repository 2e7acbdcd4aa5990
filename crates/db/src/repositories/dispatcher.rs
//! Outbox dispatcher: claims staged events and delivers them to a sink.
//!
//! Multiple dispatcher processes may run against the same database.
//! Claiming is a compare-and-set on `(status, available_at)` that pushes
//! `available_at` forward by a short lease; a dispatcher whose update
//! matched zero rows lost the race and skips the event. Delivery is
//! therefore at-least-once, and sinks are expected to deduplicate on
//! `dedup_key`.

use std::collections::HashSet;
use std::sync::Mutex;

use async_trait::async_trait;
use chrono::{Duration, Utc};
use sea_orm::sea_query::Expr;
use sea_orm::{
    ActiveModelTrait, ColumnTrait, DatabaseConnection, EntityTrait, QueryFilter, QueryOrder,
    QuerySelect, Set,
};

use atrium_core::outbox::{OutboxError, RetryPolicy};
use atrium_shared::config::DispatcherConfig;

use crate::entities::{outbox_events, sea_orm_active_enums::EventStatus};

/// Seconds an in-flight claim keeps an event invisible to other
/// dispatchers. Long enough for a delivery attempt, short enough that a
/// crashed dispatcher's events come back quickly.
const CLAIM_LEASE_SECS: i64 = 30;

/// A destination for dispatched events.
///
/// Implementations must tolerate repeated delivery of the same event:
/// the dispatcher guarantees at-least-once, never exactly-once.
#[async_trait]
pub trait EventSink: Send + Sync {
    /// Delivers one event. An `Err` marks the event failed and schedules
    /// a backoff retry.
    async fn deliver(&self, event: &outbox_events::Model) -> Result<(), OutboxError>;
}

/// Result of one dispatch batch.
#[derive(Debug, Clone, Copy, Default, PartialEq, Eq)]
pub struct DispatchReport {
    /// Events successfully delivered and marked published.
    pub published: u64,
    /// Events whose delivery failed and were scheduled for retry.
    pub failed: u64,
    /// Events that exhausted their retries this batch and were left
    /// terminally failed.
    pub exhausted: u64,
    /// Events lost to a competing dispatcher's claim.
    pub skipped: u64,
}

/// Outbox dispatcher.
#[derive(Debug, Clone)]
pub struct Dispatcher {
    db: DatabaseConnection,
    retry: RetryPolicy,
    batch_size: u64,
}

impl Dispatcher {
    /// Creates a dispatcher with the given retry policy and batch size.
    #[must_use]
    pub fn new(db: DatabaseConnection, retry: RetryPolicy, batch_size: u64) -> Self {
        Self {
            db,
            retry,
            batch_size: batch_size.max(1),
        }
    }

    /// Creates a dispatcher from application configuration.
    #[must_use]
    pub fn from_config(db: DatabaseConnection, config: &DispatcherConfig) -> Self {
        let retry = RetryPolicy::new(
            i64::try_from(config.backoff_base_secs).unwrap_or(i64::MAX),
            i64::try_from(config.backoff_cap_secs).unwrap_or(i64::MAX),
            config.max_retries,
        );
        Self::new(db, retry, config.batch_size)
    }

    /// Runs one dispatch batch against the sink.
    ///
    /// Fetches eligible events (pending or failed, available now, with
    /// retries remaining) in `available_at` order, claims each with a
    /// compare-and-set lease, delivers, and records the outcome. A sink
    /// failure never aborts the batch.
    ///
    /// # Errors
    ///
    /// Returns an error only if the eligibility query or an outcome
    /// write fails.
    pub async fn dispatch_batch(&self, sink: &dyn EventSink) -> Result<DispatchReport, OutboxError> {
        let now = Utc::now();

        let eligible = outbox_events::Entity::find()
            .filter(
                outbox_events::Column::Status
                    .eq(EventStatus::Pending)
                    .or(outbox_events::Column::Status.eq(EventStatus::Failed)),
            )
            .filter(outbox_events::Column::AvailableAt.lte(now))
            .filter(outbox_events::Column::RetryCount.lt(self.retry.max_retries()))
            .order_by_asc(outbox_events::Column::AvailableAt)
            .limit(self.batch_size)
            .all(&self.db)
            .await
            .map_err(|e| OutboxError::Database(e.to_string()))?;

        let mut report = DispatchReport::default();

        for event in eligible {
            if !self.claim(&event).await? {
                report.skipped += 1;
                continue;
            }

            match sink.deliver(&event).await {
                Ok(()) => {
                    self.mark_delivered(event).await?;
                    report.published += 1;
                }
                Err(err) => {
                    let exhausted = self.mark_failed(event, &err).await?;
                    if exhausted {
                        report.exhausted += 1;
                    } else {
                        report.failed += 1;
                    }
                }
            }
        }

        Ok(report)
    }

    /// Claims an event by pushing `available_at` forward, keyed on the
    /// exact `(status, available_at)` we read. Zero rows affected means
    /// another dispatcher got there first.
    async fn claim(&self, event: &outbox_events::Model) -> Result<bool, OutboxError> {
        let lease_until = Utc::now() + Duration::seconds(CLAIM_LEASE_SECS);

        let result = outbox_events::Entity::update_many()
            .col_expr(outbox_events::Column::AvailableAt, Expr::value(lease_until))
            .filter(outbox_events::Column::Id.eq(event.id))
            .filter(outbox_events::Column::Status.eq(event.status.clone()))
            .filter(outbox_events::Column::AvailableAt.eq(event.available_at))
            .exec(&self.db)
            .await
            .map_err(|e| OutboxError::Database(e.to_string()))?;

        Ok(result.rows_affected > 0)
    }

    async fn mark_delivered(&self, event: outbox_events::Model) -> Result<(), OutboxError> {
        let mut active: outbox_events::ActiveModel = event.into();
        active.status = Set(EventStatus::Published);
        active.published_at = Set(Some(Utc::now().into()));
        active.last_error = Set(None);

        active
            .update(&self.db)
            .await
            .map_err(|e| OutboxError::Database(e.to_string()))?;
        Ok(())
    }

    /// Records a failed attempt. Returns true when the event has now
    /// exhausted its retries and will not be picked up again.
    async fn mark_failed(
        &self,
        event: outbox_events::Model,
        err: &OutboxError,
    ) -> Result<bool, OutboxError> {
        let attempts = event.retry_count + 1;
        let exhausted = self.retry.is_exhausted(attempts);
        let next_at = self.retry.next_available_at(Utc::now(), attempts);

        tracing::warn!(
            event_id = %event.id,
            event_type = %event.event_type,
            attempts,
            exhausted,
            error = %err,
            "outbox delivery failed"
        );

        let mut active: outbox_events::ActiveModel = event.into();
        active.status = Set(EventStatus::Failed);
        active.retry_count = Set(attempts);
        active.available_at = Set(next_at.into());
        active.last_error = Set(Some(err.to_string()));

        active
            .update(&self.db)
            .await
            .map_err(|e| OutboxError::Database(e.to_string()))?;
        Ok(exhausted)
    }
}

// ============================================================================
// Sinks
// ============================================================================

/// Sink that emits each event as a structured log line.
///
/// The default sink for the dispatcher binary when no broker is wired up.
#[derive(Debug, Clone, Copy, Default)]
pub struct LoggingSink;

#[async_trait]
impl EventSink for LoggingSink {
    async fn deliver(&self, event: &outbox_events::Model) -> Result<(), OutboxError> {
        tracing::info!(
            event_id = %event.id,
            tenant_id = %event.tenant_id,
            event_type = %event.event_type,
            aggregate_type = %event.aggregate_type,
            aggregate_id = %event.aggregate_id,
            "event published"
        );
        Ok(())
    }
}

/// In-memory sink that records delivered events and deduplicates on
/// `dedup_key`. Used by tests and local smoke runs; can be primed to
/// fail specific event types to exercise the retry path.
#[derive(Debug, Default)]
pub struct MemorySink {
    delivered: Mutex<Vec<outbox_events::Model>>,
    seen_keys: Mutex<HashSet<String>>,
    failing_types: Mutex<HashSet<String>>,
}

impl MemorySink {
    /// Creates an empty sink.
    #[must_use]
    pub fn new() -> Self {
        Self::default()
    }

    /// Makes deliveries of the given event type fail until cleared.
    pub fn fail_event_type(&self, event_type: &str) {
        if let Ok(mut failing) = self.failing_types.lock() {
            failing.insert(event_type.to_string());
        }
    }

    /// Clears all injected failures.
    pub fn clear_failures(&self) {
        if let Ok(mut failing) = self.failing_types.lock() {
            failing.clear();
        }
    }

    /// Events accepted so far, duplicates excluded.
    #[must_use]
    pub fn delivered(&self) -> Vec<outbox_events::Model> {
        self.delivered
            .lock()
            .map(|d| d.clone())
            .unwrap_or_default()
    }
}

#[async_trait]
impl EventSink for MemorySink {
    async fn deliver(&self, event: &outbox_events::Model) -> Result<(), OutboxError> {
        {
            let failing = self
                .failing_types
                .lock()
                .map_err(|_| OutboxError::Delivery("sink lock poisoned".to_string()))?;
            if failing.contains(&event.event_type) {
                return Err(OutboxError::Delivery(format!(
                    "injected failure for {}",
                    event.event_type
                )));
            }
        }

        if let Some(key) = &event.dedup_key {
            let mut seen = self
                .seen_keys
                .lock()
                .map_err(|_| OutboxError::Delivery("sink lock poisoned".to_string()))?;
            if !seen.insert(key.clone()) {
                // Duplicate delivery of an already-accepted event is a no-op.
                return Ok(());
            }
        }

        self.delivered
            .lock()
            .map_err(|_| OutboxError::Delivery("sink lock poisoned".to_string()))?
            .push(event.clone());
        Ok(())
    }
}
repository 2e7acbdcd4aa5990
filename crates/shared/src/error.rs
//! Application-wide error types.

use thiserror::Error;

/// Result type alias using `AppError`.
pub type AppResult<T> = Result<T, AppError>;

/// Application error types.
///
/// The variants map onto the four error classes the core distinguishes:
/// validation (rejected before any write), state conflict (caller may
/// retry with fresh state), transient delivery (retried by the
/// dispatcher), and data integrity (surfaced, never defaulted).
#[derive(Debug, Error)]
pub enum AppError {
    /// Resource not found.
    #[error("Not found: {0}")]
    NotFound(String),

    /// Validation error - nothing was persisted.
    #[error("Validation error: {0}")]
    Validation(String),

    /// State conflict (e.g. duplicate active instance, terminal task).
    #[error("State conflict: {0}")]
    StateConflict(String),

    /// Stored data could not be interpreted.
    #[error("Data integrity error: {0}")]
    DataIntegrity(String),

    /// Transient delivery failure (retried with backoff).
    #[error("Delivery failed: {0}")]
    Delivery(String),

    /// Database error.
    #[error("Database error: {0}")]
    Database(String),

    /// Internal error.
    #[error("Internal error: {0}")]
    Internal(String),
}

impl AppError {
    /// Returns the HTTP status code for this error.
    #[must_use]
    pub const fn status_code(&self) -> u16 {
        match self {
            Self::NotFound(_) => 404,
            Self::Validation(_) => 400,
            Self::StateConflict(_) => 409,
            Self::DataIntegrity(_) => 422,
            Self::Delivery(_) | Self::Database(_) | Self::Internal(_) => 500,
        }
    }

    /// Returns the error code for API responses.
    #[must_use]
    pub const fn error_code(&self) -> &'static str {
        match self {
            Self::NotFound(_) => "NOT_FOUND",
            Self::Validation(_) => "VALIDATION_ERROR",
            Self::StateConflict(_) => "STATE_CONFLICT",
            Self::DataIntegrity(_) => "DATA_INTEGRITY_ERROR",
            Self::Delivery(_) => "DELIVERY_FAILED",
            Self::Database(_) => "DATABASE_ERROR",
            Self::Internal(_) => "INTERNAL_ERROR",
        }
    }
}

#[cfg(test)]
mod tests {
    use rstest::rstest;

    use super::*;

    #[rstest]
    #[case(AppError::NotFound(String::new()), 404)]
    #[case(AppError::Validation(String::new()), 400)]
    #[case(AppError::StateConflict(String::new()), 409)]
    #[case(AppError::DataIntegrity(String::new()), 422)]
    #[case(AppError::Delivery(String::new()), 500)]
    #[case(AppError::Database(String::new()), 500)]
    #[case(AppError::Internal(String::new()), 500)]
    fn test_error_status_codes(#[case] error: AppError, #[case] status: u16) {
        assert_eq!(error.status_code(), status);
    }

    #[test]
    fn test_error_codes() {
        assert_eq!(AppError::NotFound(String::new()).error_code(), "NOT_FOUND");
        assert_eq!(
            AppError::Validation(String::new()).error_code(),
            "VALIDATION_ERROR"
        );
        assert_eq!(
            AppError::StateConflict(String::new()).error_code(),
            "STATE_CONFLICT"
        );
        assert_eq!(
            AppError::DataIntegrity(String::new()).error_code(),
            "DATA_INTEGRITY_ERROR"
        );
        assert_eq!(
            AppError::Delivery(String::new()).error_code(),
            "DELIVERY_FAILED"
        );
    }

    #[test]
    fn test_error_display() {
        assert_eq!(
            AppError::StateConflict("msg".into()).to_string(),
            "State conflict: msg"
        );
        assert_eq!(
            AppError::DataIntegrity("msg".into()).to_string(),
            "Data integrity error: msg"
        );
        assert_eq!(
            AppError::Database("msg".into()).to_string(),
            "Database error: msg"
        );
    }
}
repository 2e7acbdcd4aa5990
//! Database migrations.
//!
//! Migrations are managed using sea-orm-migration.

pub use sea_orm_migration::prelude::*;

mod m20260301_000001_initial;

/// Migrator for running database migrations.
pub struct Migrator;

#[async_trait::async_trait]
impl MigratorTrait for Migrator {
    fn migrations() -> Vec<Box<dyn MigrationTrait>> {
        vec![Box::new(m20260301_000001_initial::Migration)]
    }
}
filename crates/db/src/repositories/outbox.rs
//! Outbox event repository.
//!
//! Appending is exposed as an associated function generic over the
//! connection so business writes can stage events inside their own open
//! transaction. Everything else (listing, operator triage) runs against
//! the pooled connection.

use chrono::Utc;
use sea_orm::{
    ActiveModelTrait, ColumnTrait, ConnectionTrait, DatabaseConnection, EntityTrait, QueryFilter,
    QueryOrder, QuerySelect, Set,
};

use atrium_core::outbox::{NewOutboxEvent, OutboxError};
use atrium_shared::types::{OutboxEventId, TenantId};

use crate::entities::{outbox_events, sea_orm_active_enums::EventStatus};

/// Outbox event repository.
#[derive(Debug, Clone)]
pub struct OutboxRepository {
    db: DatabaseConnection,
}

impl OutboxRepository {
    /// Creates a new outbox repository.
    #[must_use]
    pub const fn new(db: DatabaseConnection) -> Self {
        Self { db }
    }

    /// Stages an event on the given connection.
    ///
    /// Callers performing a business write MUST pass their open
    /// transaction so the event commits or rolls back with the change
    /// that caused it. The row is created `pending` and immediately
    /// available for dispatch.
    ///
    /// # Errors
    ///
    /// Returns an error if:
    /// - `event_type` or `aggregate_type` is empty
    /// - The insert fails
    pub async fn append<C: ConnectionTrait>(
        conn: &C,
        event: NewOutboxEvent,
    ) -> Result<outbox_events::Model, OutboxError> {
        if event.event_type.trim().is_empty() {
            return Err(OutboxError::Validation("event_type is required".to_string()));
        }
        if event.aggregate_type.trim().is_empty() {
            return Err(OutboxError::Validation(
                "aggregate_type is required".to_string(),
            ));
        }

        let now = Utc::now().into();
        let row = outbox_events::ActiveModel {
            id: Set(OutboxEventId::new().into_inner()),
            tenant_id: Set(event.tenant_id.into_inner()),
            event_type: Set(event.event_type),
            aggregate_type: Set(event.aggregate_type),
            aggregate_id: Set(event.aggregate_id),
            dedup_key: Set(event.dedup_key),
            payload: Set(event.payload),
            status: Set(EventStatus::Pending),
            retry_count: Set(0),
            available_at: Set(now),
            published_at: Set(None),
            last_error: Set(None),
            created_at: Set(now),
        };

        row.insert(conn)
            .await
            .map_err(|e| OutboxError::Database(e.to_string()))
    }

    /// Stages a batch of events on the given connection.
    ///
    /// # Errors
    ///
    /// Returns an error if any event fails validation or insertion; the
    /// caller's transaction decides whether earlier inserts survive.
    pub async fn append_all<C: ConnectionTrait>(
        conn: &C,
        events: Vec<NewOutboxEvent>,
    ) -> Result<Vec<outbox_events::Model>, OutboxError> {
        let mut staged = Vec::with_capacity(events.len());
        for event in events {
            staged.push(Self::append(conn, event).await?);
        }
        Ok(staged)
    }

    /// Fetches a single event by id.
    ///
    /// # Errors
    ///
    /// Returns an error if the event is not found or the query fails.
    pub async fn get_event(
        &self,
        tenant_id: TenantId,
        event_id: OutboxEventId,
    ) -> Result<outbox_events::Model, OutboxError> {
        outbox_events::Entity::find_by_id(event_id.into_inner())
            .filter(outbox_events::Column::TenantId.eq(tenant_id.into_inner()))
            .one(&self.db)
            .await
            .map_err(|e| OutboxError::Database(e.to_string()))?
            .ok_or(OutboxError::EventNotFound(event_id.into_inner()))
    }

    /// Lists a tenant's events in a given status, oldest first.
    ///
    /// # Errors
    ///
    /// Returns an error if the database query fails.
    pub async fn list_by_status(
        &self,
        tenant_id: TenantId,
        status: EventStatus,
        limit: u64,
    ) -> Result<Vec<outbox_events::Model>, OutboxError> {
        outbox_events::Entity::find()
            .filter(outbox_events::Column::TenantId.eq(tenant_id.into_inner()))
            .filter(outbox_events::Column::Status.eq(status))
            .order_by_asc(outbox_events::Column::CreatedAt)
            .limit(limit)
            .all(&self.db)
            .await
            .map_err(|e| OutboxError::Database(e.to_string()))
    }

    /// Requeues a failed event for another round of delivery attempts.
    ///
    /// Operator triage action: resets the retry count and makes the
    /// event immediately available. Only `failed` events qualify.
    ///
    /// # Errors
    ///
    /// Returns an error if:
    /// - The event is not found
    /// - The event is not in `failed` status
    /// - The database operation fails
    pub async fn requeue(
        &self,
        tenant_id: TenantId,
        event_id: OutboxEventId,
    ) -> Result<outbox_events::Model, OutboxError> {
        let event = self.get_event(tenant_id, event_id).await?;

        if event.status != EventStatus::Failed {
            return Err(OutboxError::StateConflict {
                id: event.id,
                status: db_status_to_core(&event.status),
            });
        }

        let mut active: outbox_events::ActiveModel = event.into();
        active.status = Set(EventStatus::Pending);
        active.retry_count = Set(0);
        active.available_at = Set(Utc::now().into());
        active.last_error = Set(None);

        active
            .update(&self.db)
            .await
            .map_err(|e| OutboxError::Database(e.to_string()))
    }

    /// Marks an event published without delivering it.
    ///
    /// Operator triage action for events whose downstream effect was
    /// applied out of band. Published events are terminal and rejected.
    ///
    /// # Errors
    ///
    /// Returns an error if:
    /// - The event is not found
    /// - The event is already `published`
    /// - The database operation fails
    pub async fn mark_published(
        &self,
        tenant_id: TenantId,
        event_id: OutboxEventId,
    ) -> Result<outbox_events::Model, OutboxError> {
        let event = self.get_event(tenant_id, event_id).await?;

        if event.status == EventStatus::Published {
            return Err(OutboxError::StateConflict {
                id: event.id,
                status: db_status_to_core(&event.status),
            });
        }

        let mut active: outbox_events::ActiveModel = event.into();
        active.status = Set(EventStatus::Published);
        active.published_at = Set(Some(Utc::now().into()));
        active.last_error = Set(None);

        active
            .update(&self.db)
            .await
            .map_err(|e| OutboxError::Database(e.to_string()))
    }
}

// ============================================================================
// Conversion helpers
// ============================================================================

/// Converts the database status enum to the core status enum.
pub(crate) fn db_status_to_core(status: &EventStatus) -> atrium_core::outbox::EventStatus {
    match status {
        EventStatus::Pending => atrium_core::outbox::EventStatus::Pending,
        EventStatus::Published => atrium_core::outbox::EventStatus::Published,
        EventStatus::Failed => atrium_core::outbox::EventStatus::Failed,
    }
}
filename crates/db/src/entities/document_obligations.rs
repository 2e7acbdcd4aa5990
//! `SeaORM` Entity for the document_obligations table.

use sea_orm::entity::prelude::*;
use serde::{Deserialize, Serialize};

/// A dated obligation attached to a managed document (renewal,
/// attestation, filing).
#[derive(Clone, Debug, PartialEq, DeriveEntityModel, Eq, Serialize, Deserialize)]
#[sea_orm(table_name = "document_obligations")]
pub struct Model {
    /// Obligation row id.
    #[sea_orm(primary_key, auto_increment = false)]
    pub id: Uuid,
    /// Owning tenant.
    pub tenant_id: Uuid,
    /// The document the obligation is attached to.
    pub document_id: Uuid,
    /// Obligation type, e.g. `renewal`.
    pub obligation_type: String,
    /// When the obligation falls due.
    pub due_date: Option<Date>,
    /// Obligation status, e.g. `Open`.
    pub status: String,
    /// Free-form notes.
    pub notes: Option<String>,
    /// Creation timestamp.
    pub created_at: DateTimeWithTimeZone,
}

#[derive(Copy, Clone, Debug, EnumIter, DeriveRelation)]
pub enum Relation {}

impl ActiveModelBehavior for ActiveModel {}
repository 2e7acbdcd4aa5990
//! Property-based tests for PolicyResolver.
//!
//! These tests validate the determinism and ranking properties of
//! policy resolution using proptest for randomized input generation.

use chrono::NaiveDate;
use proptest::prelude::*;
use serde_json::json;
use uuid::Uuid;

use crate::policy::resolver::PolicyResolver;
use crate::policy::types::{PolicyQuery, PolicyRule};

/// Strategy for generating random UUIDs.
fn arb_uuid() -> impl Strategy<Value = Uuid> {
    any::<u128>().prop_map(Uuid::from_u128)
}

/// Strategy for generating a rule that matches the fixed query, with
/// randomized priority, id, and state restriction.
fn arb_matching_rule() -> impl Strategy<Value = PolicyRule> {
    (arb_uuid(), -100i16..100, prop_oneof![Just(None), Just(Some("DU".to_string()))]).prop_map(
        |(id, priority, state_code)| PolicyRule {
            id,
            country_code: "AE".to_string(),
            state_code,
            policy_area: "tax".to_string(),
            entity_type: "Invoice".to_string(),
            action_name: "post_invoice".to_string(),
            priority,
            version: 1,
            effective_from: None,
            effective_to: None,
            is_active: true,
            rules: json!({}),
        },
    )
}

fn fixed_query() -> PolicyQuery {
    PolicyQuery {
        country_code: "AE".to_string(),
        state_code: Some("DU".to_string()),
        policy_area: "tax".to_string(),
        entity_type: "Invoice".to_string(),
        action_name: "post_invoice".to_string(),
        effective_on: NaiveDate::from_ymd_opt(2026, 2, 18).unwrap(),
    }
}

proptest! {
    #![proptest_config(ProptestConfig::with_cases(100))]

    /// Identical inputs always resolve to the identical result.
    #[test]
    fn prop_resolution_deterministic(rules in prop::collection::vec(arb_matching_rule(), 0..20)) {
        let query = fixed_query();
        let first = PolicyResolver::resolve(&rules, &query);
        let second = PolicyResolver::resolve(&rules, &query);
        match (first, second) {
            (Ok(a), Ok(b)) => prop_assert_eq!(a, b),
            (Err(_), Err(_)) => {}
            _ => prop_assert!(false, "resolution not reproducible"),
        }
    }

    /// The winner dominates every other survivor under the documented
    /// order: state-specificity, then priority, then lowest id.
    #[test]
    fn prop_winner_dominates(rules in prop::collection::vec(arb_matching_rule(), 1..20)) {
        let query = fixed_query();
        let result = PolicyResolver::resolve(&rules, &query).unwrap();
        prop_assert!(result.matched);
        let winner = result.rule.unwrap();
        for other in &rules {
            if other.id == winner.id {
                continue;
            }
            let winner_key = (winner.state_code.is_some(), winner.priority);
            let other_key = (other.state_code.is_some(), other.priority);
            if other_key > winner_key {
                prop_assert!(false, "rule {} outranks the winner", other.id);
            }
            if other_key == winner_key {
                prop_assert!(winner.id < other.id, "tie not broken by lowest id");
            }
        }
    }

    /// Input ordering never affects the outcome.
    #[test]
    fn prop_order_independent(mut rules in prop::collection::vec(arb_matching_rule(), 1..12)) {
        let query = fixed_query();
        let forward = PolicyResolver::resolve(&rules, &query).unwrap();
        rules.reverse();
        let backward = PolicyResolver::resolve(&rules, &query).unwrap();
        prop_assert_eq!(forward, backward);
    }
}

—————

• _Work instruction_
I'd like an exact copy of the lines above, from the very first one through the line that contains "failed and schedules", with nothing else added.

• _Exercise solution_
repository 2e7acbdcd4aa5990
filename crates/db/src/repositories/dispatcher.rs
//! Outbox dispatcher: claims staged events and delivers them to a sink.
//!
//! Multiple dispatcher processes may run against the same database.
//! Claiming is a compare-and-set on `(status, available_at)` that pushes
//! `available_at` forward by a short lease; a dispatcher whose update
//! matched zero rows lost the race and skips the event. Delivery is
//! therefore at-least-once, and sinks are expected to deduplicate on
//! `dedup_key`.

use std::collections::HashSet;
use std::sync::Mutex;

use async_trait::async_trait;
use chrono::{Duration, Utc};
use sea_orm::sea_query::Expr;
use sea_orm::{
    ActiveModelTrait, ColumnTrait, DatabaseConnection, EntityTrait, QueryFilter, QueryOrder,
    QuerySelect, Set,
};

use atrium_core::outbox::{OutboxError, RetryPolicy};
use atrium_shared::config::DispatcherConfig;

use crate::entities::{outbox_events, sea_orm_active_enums::EventStatus};

/// Seconds an in-flight claim keeps an event invisible to other
/// dispatchers. Long enough for a delivery attempt, short enough that a
/// crashed dispatcher's events come back quickly.
const CLAIM_LEASE_SECS: i64 = 30;

/// A destination for dispatched events.
///
/// Implementations must tolerate repeated delivery of the same event:
/// the dispatcher guarantees at-least-once, never exactly-once.
#[async_trait]
pub trait EventSink: Send + Sync {
    /// Delivers one event. An `Err` marks the event failed and schedules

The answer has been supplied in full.